The blackfin snapper (Lutjanus buccanella), also known as the blackspot snapper, blackfin red snapper, gun-mouth backfin, gun-mouth snapper, redfish and wrenchman is a species of marine ray-finned fish, a snapper belonging to the family Lutjanidae. It is native to the western Atlantic Ocean. It is a commercially important species, though it has been reported to carry the ciguatera toxin.

== Taxonomy ==
The blackfin snapper was first formally described as Mesoprion buccanellla in 1828 by the French zoologist Georges Cuvier with the type locality given as jointly as Martinique and St Thomas Island in the West Indies. The specific name is based on the local name for this species on Martinique, boucanella.

==Description==
The blackfin snapper has the typical almond-shaped body of the snappers in the genus Lutjanus, its body is relatively deep and laterally compressed. The dorsal fin is continuous but has two lobes, the caudal fin is truncate, the pectoral fins are long and the anal fin is rounded. The mouth is large with a slightly protrusible upper jaw which slips under the cheekbone when the mouth is closed. Each jaw has at least one row of pointed conical teeth some of which have developed into canines. The vomerine teeth are arranged in a chevron with a posterior extension running down the centre of the roof of mouth; on each side of the roof of the mouth there is a single tooth patch. The preopercular incision and knob are poorly developed. The scale rows on the back extend diagonally from the lateral line. The dorsal fin has 10 spines and 14 soft rays, with a slight incision after the spines, while the anal fin has 3 spines and 8 soft rays. The maximum total length recorded for this species is 75 cm although 50 cm is more typical, and the maximum published weight is 14.0 kg. The overall colour of this species is red fading to silvery-red on the abdomen. The caudal, anal and pelvic fins are yellowish. There is an obvious dark comma at the base of the pectoral fins, which gave this fish its most widely accepted common name. The juveniles are resemble the adults but they have a wide vivid yellow patch on the dorsal part of the caudal peduncle.
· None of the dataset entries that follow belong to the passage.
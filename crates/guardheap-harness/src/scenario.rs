//! The reference walk-through: two allocations, one free, one leak.

use std::sync::Arc;

use serde::Serialize;

use guardheap_core::{
    AllocFlags, CallSite, Diagnostic, GuardedHeap, HeapConfig, LeakReport, MemorySink,
};

use crate::error::HarnessError;

#[derive(Debug, Clone, Serialize)]
pub struct ScenarioOutcome {
    /// Scan errors after the first block was written in full.
    pub errors_after_write: usize,
    /// Scan errors after the first block was freed.
    pub errors_after_free: usize,
    /// What terminate saw.
    pub leaks: LeakReport,
    /// Terminate output in text form.
    pub report_text: String,
    /// Anything the heap complained about.
    pub diagnostics: Vec<Diagnostic>,
}

impl ScenarioOutcome {
    /// One leaked 32-byte block and a peak of 96 bytes, with clean scans.
    #[must_use]
    pub fn matches_reference(&self) -> bool {
        self.errors_after_write == 0
            && self.errors_after_free == 0
            && self.diagnostics.is_empty()
            && self.leaks.outstanding == 1
            && self.leaks.blocks.len() == 1
            && self.leaks.blocks[0].size == 32
            && self.leaks.peak_bytes == 96
    }
}

/// Allocate 64 bytes and fill them, allocate 32, free the 64 and report.
pub fn run_scenario(config: HeapConfig) -> Result<ScenarioOutcome, HarnessError> {
    let sink = Arc::new(MemorySink::new());
    let heap = GuardedHeap::with_sink(config, Arc::clone(&sink));
    let flags = AllocFlags::WARN_ON_FAILURE;

    let first = heap.memdup(&[0x42; 64], CallSite::here(), flags)?;
    let errors_after_write = heap.sanity_check(CallSite::here()).error_count();

    heap.allocate(32, CallSite::here(), flags)?;
    heap.deallocate(Some(first), CallSite::here(), flags)?;
    let errors_after_free = heap.sanity_check(CallSite::here()).error_count();

    let mut text = Vec::new();
    heap.terminate(&mut text, true)?;

    Ok(ScenarioOutcome {
        errors_after_write,
        errors_after_free,
        leaks: heap.leak_report(),
        report_text: String::from_utf8_lossy(&text).into_owned(),
        diagnostics: sink.drain(),
    })
}

#[cfg(test)]
mod tests {
    use super::*;

    #[test]
    fn reference_scenario_holds() {
        let outcome = run_scenario(HeapConfig::default()).expect("scenario");
        assert!(outcome.matches_reference(), "{outcome:?}");
        assert!(
            outcome
                .report_text
                .ends_with("Maximum memory usage: 96 bytes (1k)\n")
        );
    }

    #[test]
    fn quick_mode_changes_nothing_visible() {
        let outcome =
            run_scenario(HeapConfig::default().with_quick_mode(true)).expect("scenario");
        assert!(outcome.matches_reference());
    }
}
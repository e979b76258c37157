//! Call-site provenance recorded for every guarded allocation.

use std::fmt;
use std::panic::Location;

use serde::Serialize;

/// Source location that requested (or detected a problem with) an allocation.
///
/// The file name is borrowed for `'static`: it is never owned by the block
/// that records it.
#[derive(Debug, Clone, Copy, PartialEq, Eq, Hash, Serialize)]
pub struct CallSite {
    /// Source file of the call.
    pub file: &'static str,
    /// Line number of the call.
    pub line: u32,
}

impl CallSite {
    /// Build a call site from an explicit file/line pair.
    #[must_use]
    pub const fn new(file: &'static str, line: u32) -> Self {
        Self { file, line }
    }

    /// The location of the caller of this function.
    #[must_use]
    #[track_caller]
    pub fn here() -> Self {
        let location = Location::caller();
        Self::new(location.file(), location.line())
    }

    /// Placeholder site used when the caller could not name one.
    #[must_use]
    pub const fn unknown() -> Self {
        Self::unknown_at(0)
    }

    /// Placeholder file with a known line.
    #[must_use]
    pub const fn unknown_at(line: u32) -> Self {
        Self::new("<unknown>", line)
    }
}

impl fmt::Display for CallSite {
    fn fmt(&self, f: &mut fmt::Formatter<'_>) -> fmt::Result {
        write!(f, "{}:{}", self.file, self.line)
    }
}
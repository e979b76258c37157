//! Balanced concurrent workload over one shared heap.

use std::ptr::NonNull;
use std::sync::{Arc, Barrier};
use std::thread;
use std::time::Instant;

use serde::Serialize;

use guardheap_core::{AllocFlags, CallSite, GuardedHeap, HeapConfig, MemorySink};

use crate::error::HarnessError;

#[derive(Debug, Clone, Copy, PartialEq, Eq)]
pub struct StressConfig {
    pub threads: usize,
    /// Operations per thread.
    pub iterations: usize,
    pub seed: u64,
    pub quick_mode: bool,
    /// Largest payload requested.
    pub max_size: usize,
    /// Live blocks a worker may hold at once.
    pub max_live: usize,
}

impl Default for StressConfig {
    fn default() -> Self {
        Self {
            threads: 4,
            iterations: 10_000,
            seed: 0xDEAD_BEEF,
            quick_mode: false,
            max_size: 1024,
            max_live: 32,
        }
    }
}

/// JSON summary of one stress run.
#[derive(Debug, Clone, PartialEq, Eq, Serialize)]
pub struct StressSummary {
    pub threads: usize,
    pub iterations: usize,
    pub seed: u64,
    pub quick_mode: bool,
    pub allocations: u64,
    pub reallocations: u64,
    pub deallocations: u64,
    pub scans: u64,
    pub peak_bytes: usize,
    pub live_blocks_after: usize,
    pub bytes_after: usize,
    pub scan_errors: usize,
    pub diagnostics: usize,
    pub elapsed_ms: u128,
}

impl StressSummary {
    /// Every block freed, nothing reported.
    #[must_use]
    pub fn is_balanced(&self) -> bool {
        self.live_blocks_after == 0
            && self.bytes_after == 0
            && self.scan_errors == 0
            && self.diagnostics == 0
            && self.allocations == self.deallocations
    }
}

/// xorshift64; `state` must be non-zero.
struct XorShift(u64);

impl XorShift {
    fn new(seed: u64) -> Self {
        Self(if seed == 0 { 0x9E37_79B9_7F4A_7C15 } else { seed })
    }

    fn next(&mut self) -> u64 {
        let mut x = self.0;
        x ^= x << 13;
        x ^= x >> 7;
        x ^= x << 17;
        self.0 = x;
        x
    }

    fn below(&mut self, bound: usize) -> usize {
        (self.next() % bound.max(1) as u64) as usize
    }
}

fn worker(
    heap: &GuardedHeap,
    config: StressConfig,
    index: usize,
) -> Result<(), HarnessError> {
    let mut rng = XorShift::new(config.seed ^ (index as u64).wrapping_mul(0x9E37_79B9));
    // Payload addresses; raw pointers are not Send.
    let mut live: Vec<usize> = Vec::with_capacity(config.max_live);
    let flags = AllocFlags::WARN_ON_FAILURE;
    let fill = [index as u8; 64];

    for _ in 0..config.iterations {
        let roll = rng.below(10);
        if live.len() < config.max_live && roll < 5 {
            let size = rng.below(config.max_size + 1);
            let ptr = if size <= fill.len() && roll == 0 {
                heap.memdup(&fill[..size], CallSite::here(), flags)?
            } else {
                heap.allocate(size, CallSite::here(), flags)?
            };
            live.push(ptr.as_ptr() as usize);
        } else if !live.is_empty() && roll < 7 {
            let slot = rng.below(live.len());
            let size = rng.below(config.max_size + 1);
            let moved = heap.reallocate(
                NonNull::new(live[slot] as *mut u8),
                size,
                CallSite::here(),
                flags | AllocFlags::HOLD_ON_REALLOC_ERROR,
            )?;
            live[slot] = moved.as_ptr() as usize;
        } else if !live.is_empty() {
            let addr = live.swap_remove(rng.below(live.len()));
            heap.deallocate(NonNull::new(addr as *mut u8), CallSite::here(), flags)?;
        }
    }
    for addr in live {
        heap.deallocate(NonNull::new(addr as *mut u8), CallSite::here(), flags)?;
    }
    Ok(())
}

/// Run `config.threads` workers to completion and summarize.
pub fn run_stress(config: StressConfig) -> Result<StressSummary, HarnessError> {
    let sink = Arc::new(MemorySink::new());
    let heap = Arc::new(GuardedHeap::with_sink(
        HeapConfig::default().with_quick_mode(config.quick_mode),
        Arc::clone(&sink),
    ));
    let threads = config.threads.max(1);
    let barrier = Arc::new(Barrier::new(threads));
    let started = Instant::now();

    let handles: Vec<_> = (0..threads)
        .map(|index| {
            let heap = Arc::clone(&heap);
            let barrier = Arc::clone(&barrier);
            thread::spawn(move || {
                barrier.wait();
                worker(&heap, config, index)
            })
        })
        .collect();
    for (index, handle) in handles.into_iter().enumerate() {
        handle
            .join()
            .map_err(|_| HarnessError::WorkerPanicked(index))??;
    }
    let elapsed_ms = started.elapsed().as_millis();

    let report = heap.sanity_check(CallSite::here());
    let stats = heap.stats();
    let metrics = heap.metrics();
    Ok(StressSummary {
        threads,
        iterations: config.iterations,
        seed: config.seed,
        quick_mode: config.quick_mode,
        allocations: metrics.allocations,
        reallocations: metrics.reallocations,
        deallocations: metrics.deallocations,
        scans: metrics.scans,
        peak_bytes: stats.peak_bytes,
        live_blocks_after: stats.live_blocks,
        bytes_after: stats.current_bytes,
        scan_errors: report.error_count(),
        diagnostics: sink.records().len(),
        elapsed_ms,
    })
}
//! Allocation entry points: malloc, realloc, free and the dup family.
//!
//! `flags` carries `AllocFlags` bits; unknown bits are ignored. Failures
//! return null after the heap has reported them, except a fatal
//! out-of-memory, which ends the process.

use std::ffi::{CStr, c_char, c_int, c_void};
use std::ptr::NonNull;

use crate::heap_state::{fail, flags_from, global_heap, site_from};

// ---------------------------------------------------------------------------
// malloc
// ---------------------------------------------------------------------------

/// Allocate `size` guarded bytes attributed to `file:line`.
///
/// # Safety
///
/// `file` must be null or a static NUL-terminated string. The result must be
/// released with [`guardheap_free`] or [`guardheap_realloc`].
#[unsafe(no_mangle)]
pub unsafe extern "C" fn guardheap_malloc(
    size: usize,
    file: *const c_char,
    line: u32,
    flags: u32,
) -> *mut c_void {
    // SAFETY: forwarded caller contract.
    let site = unsafe { site_from(file, line) };
    match global_heap().allocate(size, site, flags_from(flags)) {
        Ok(ptr) => ptr.as_ptr().cast(),
        Err(err) => fail(err),
    }
}

// ---------------------------------------------------------------------------
// realloc
// ---------------------------------------------------------------------------

/// Move `ptr` into a fresh block of `size` bytes.
///
/// With `HOLD_ON_REALLOC_ERROR` a failed move returns `ptr` unchanged.
///
/// # Safety
///
/// `ptr` must be null or a pointer from this heap that the caller still
/// owns. `file` as for [`guardheap_malloc`].
#[unsafe(no_mangle)]
pub unsafe extern "C" fn guardheap_realloc(
    ptr: *mut c_void,
    size: usize,
    file: *const c_char,
    line: u32,
    flags: u32,
) -> *mut c_void {
    // SAFETY: forwarded caller contract.
    let site = unsafe { site_from(file, line) };
    match global_heap().reallocate(NonNull::new(ptr.cast()), size, site, flags_from(flags)) {
        Ok(ptr) => ptr.as_ptr().cast(),
        Err(err) => fail(err),
    }
}

// ---------------------------------------------------------------------------
// free
// ---------------------------------------------------------------------------

/// Release `ptr`. Returns 0 on success, -1 when the pointer was rejected.
///
/// # Safety
///
/// `ptr` must be null or a pointer from this heap. A stale pointer is
/// detected on a best-effort basis only. `file` as for [`guardheap_malloc`].
#[unsafe(no_mangle)]
pub unsafe extern "C" fn guardheap_free(
    ptr: *mut c_void,
    file: *const c_char,
    line: u32,
    flags: u32,
) -> c_int {
    // SAFETY: forwarded caller contract.
    let site = unsafe { site_from(file, line) };
    match global_heap().deallocate(NonNull::new(ptr.cast()), site, flags_from(flags)) {
        Ok(()) => 0,
        Err(_) => -1,
    }
}

// ---------------------------------------------------------------------------
// memdup / strdup / strndup
// ---------------------------------------------------------------------------

/// Copy `len` bytes of `src` into a new block.
///
/// # Safety
///
/// `src` must be valid for `len` bytes (or null when `len` is 0).
/// `file` as for [`guardheap_malloc`].
#[unsafe(no_mangle)]
pub unsafe extern "C" fn guardheap_memdup(
    src: *const c_void,
    len: usize,
    file: *const c_char,
    line: u32,
    flags: u32,
) -> *mut c_void {
    let bytes: &[u8] = if len == 0 {
        &[]
    } else if src.is_null() {
        return std::ptr::null_mut();
    } else {
        // SAFETY: caller guarantees `len` readable bytes.
        unsafe { std::slice::from_raw_parts(src.cast(), len) }
    };
    // SAFETY: forwarded caller contract.
    let site = unsafe { site_from(file, line) };
    match global_heap().memdup(bytes, site, flags_from(flags)) {
        Ok(ptr) => ptr.as_ptr().cast(),
        Err(err) => fail(err),
    }
}

/// Copy a C string into a new block.
///
/// # Safety
///
/// `src` must be null or NUL-terminated. `file` as for [`guardheap_malloc`].
#[unsafe(no_mangle)]
pub unsafe extern "C" fn guardheap_strdup(
    src: *const c_char,
    file: *const c_char,
    line: u32,
    flags: u32,
) -> *mut c_char {
    if src.is_null() {
        return std::ptr::null_mut();
    }
    // SAFETY: caller guarantees a NUL-terminated string.
    let text = unsafe { CStr::from_ptr(src) };
    // SAFETY: forwarded caller contract.
    let site = unsafe { site_from(file, line) };
    match global_heap().strdup(text, site, flags_from(flags)) {
        Ok(ptr) => ptr.as_ptr().cast(),
        Err(err) => fail(err),
    }
}

/// Copy at most `max_len` characters of `src` into a new NUL-terminated block.
///
/// # Safety
///
/// `src` must be null, NUL-terminated, or valid for `max_len` bytes.
/// `file` as for [`guardheap_malloc`].
#[unsafe(no_mangle)]
pub unsafe extern "C" fn guardheap_strndup(
    src: *const c_char,
    max_len: usize,
    file: *const c_char,
    line: u32,
    flags: u32,
) -> *mut c_char {
    if src.is_null() {
        return std::ptr::null_mut();
    }
    // SAFETY: strnlen never reads past max_len bytes or the terminator.
    let len = unsafe { libc::strnlen(src, max_len) };
    // SAFETY: the first `len` bytes were just scanned.
    let bytes = unsafe { std::slice::from_raw_parts(src.cast::<u8>(), len) };
    // SAFETY: forwarded caller contract.
    let site = unsafe { site_from(file, line) };
    match global_heap().strndup(bytes, max_len, site, flags_from(flags)) {
        Ok(ptr) => ptr.as_ptr().cast(),
        Err(err) => fail(err),
    }
}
==Distribution and habitat==
The blackfin snapper is a species of the western Atlantic Ocean. Its range extends from Bermuda and North Carolina southwards along the Atlantic coast of the United States to the Bahamas, then west into the Gulf of Mexico from the Florida Keys, the Flower Garden Banks and vicinity to Veracruz, Mexico south to the northern Yucatan Peninsula and northwestern Cuba. It also extends throughout the Caribbean Sea, along the South American coast as far south as Sao Paulo, Brazil. It occurs over sandy and rocky substrates close to ledges at depths of 60 to 90 m. The adults are found offshore close to the continental shelf, while the juveniles are normally found in rocky outcroppings in the vicinity of reefs in shallower waters at depths between 6 and 18 m.

==Biology==
The blackfin snapper is social species which can aggregate in small schools. It is a predator feeding opportunistically near the sea bed. The adults' diet is dominated by smaller fishes, the juveniles feed on more invertebrates including shrimp and worms, eating more fish as they grow. This species has been recorded as spawning throughout the year, with peaks in April and September. Spawning takes place mainly off Jamaica and the eggs are pelagic, floating with the currents. This species has a number of predators throughout its life including other snappers, sharks, barracudas, groupers and moray eels.

==Fisheries and conservation==
The blackfin snapper is considered to be a good fish for eating which is mainly sold at market as fresh fish. It is caught as part of a mixed snapper catch using traps, handlines and longlines. There have been reports of ciguatera poisoning after the consumption of the blackfin snapper. Although it is suspected that some populations may have declined there is almost no statistics on landings or abundance for this species landings. The deeper habitats and resultant specialised fishing equipment required to catch this species offer some protection from overexploitation. As there is not enough information on the population status of this species, the IUCN lists it as Data Deficient.